>>
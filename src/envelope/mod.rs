//! Envelope codec — building, signing, verifying and encrypting the unit
//! of transmission.

pub mod challenge;
pub mod crypto;
pub mod wire;

use std::time::Duration;

use crate::error::{EnvelopeError, SdkError};
use crate::identity::{Identity, KeyType, Verifier};
use crate::twin::TwinDb;

pub use wire::{Address, Envelope, MessageKind, Payload, Ping, Pong, Request, Response};

/// The stock payload schema.
pub const DEFAULT_SCHEMA: &str = "application/json";

/// Default envelope TTL when the caller sets no deadline.
pub const DEFAULT_TTL: Duration = Duration::from_secs(5 * 60);

/// Sign the envelope with the given identity, attaching the prefixed
/// signature. Must be called after every signed field is final.
pub fn sign(env: &mut Envelope, identity: &Identity) {
    let digest = challenge::challenge(env);
    env.signature = Some(identity.sign(&digest).to_prefixed_bytes());
}

/// Verify that the envelope's source produced its signature.
///
/// Resolves the source twin, picks the scheme from the signature tag byte,
/// and checks the recomputed challenge.
pub async fn verify_signature(twin_db: &dyn TwinDb, env: &Envelope) -> Result<(), SdkError> {
    let source = env
        .source
        .as_ref()
        .ok_or_else(|| EnvelopeError::Malformed("missing source".into()))?;

    let twin = twin_db.get(source.twin).await?;

    let signature = env
        .signature
        .as_deref()
        .filter(|sig| !sig.is_empty())
        .ok_or_else(|| EnvelopeError::Malformed("missing signature".into()))?;

    let key_type = KeyType::from_prefix(signature[0])
        .ok_or(EnvelopeError::UnknownSignaturePrefix(signature[0]))?;
    let verifier =
        Verifier::new(key_type, &twin.public_key).ok_or(EnvelopeError::BadSignature)?;

    let digest = challenge::challenge(env);
    if !verifier.verify(&digest, &signature[1..]) {
        return Err(EnvelopeError::BadSignature.into());
    }

    Ok(())
}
<<
TASK PROMPT:
Each line of the listing is to be printed again, unchanged.

PROBLEM SOLUTION:
filename src/envelope/mod.rs
//! Envelope codec — building, signing, verifying and encrypting the unit
//! of transmission.

pub mod challenge;
pub mod crypto;
pub mod wire;

use std::time::Duration;

use crate::error::{EnvelopeError, SdkError};
use crate::identity::{Identity, KeyType, Verifier};
use crate::twin::TwinDb;

pub use wire::{Address, Envelope, MessageKind, Payload, Ping, Pong, Request, Response};

/// The stock payload schema.
pub const DEFAULT_SCHEMA: &str = "application/json";

/// Default envelope TTL when the caller sets no deadline.
pub const DEFAULT_TTL: Duration = Duration::from_secs(5 * 60);

/// Sign the envelope with the given identity, attaching the prefixed
/// signature. Must be called after every signed field is final.
pub fn sign(env: &mut Envelope, identity: &Identity) {
    let digest = challenge::challenge(env);
    env.signature = Some(identity.sign(&digest).to_prefixed_bytes());
}

/// Verify that the envelope's source produced its signature.
///
/// Resolves the source twin, picks the scheme from the signature tag byte,
/// and checks the recomputed challenge.
pub async fn verify_signature(twin_db: &dyn TwinDb, env: &Envelope) -> Result<(), SdkError> {
    let source = env
        .source
        .as_ref()
        .ok_or_else(|| EnvelopeError::Malformed("missing source".into()))?;

    let twin = twin_db.get(source.twin).await?;

    let signature = env
        .signature
        .as_deref()
        .filter(|sig| !sig.is_empty())
        .ok_or_else(|| EnvelopeError::Malformed("missing signature".into()))?;

    let key_type = KeyType::from_prefix(signature[0])
        .ok_or(EnvelopeError::UnknownSignaturePrefix(signature[0]))?;
    let verifier =
        Verifier::new(key_type, &twin.public_key).ok_or(EnvelopeError::BadSignature)?;

    let digest = challenge::challenge(env);
    if !verifier.verify(&digest, &signature[1..]) {
        return Err(EnvelopeError::BadSignature.into());
    }

    Ok(())
}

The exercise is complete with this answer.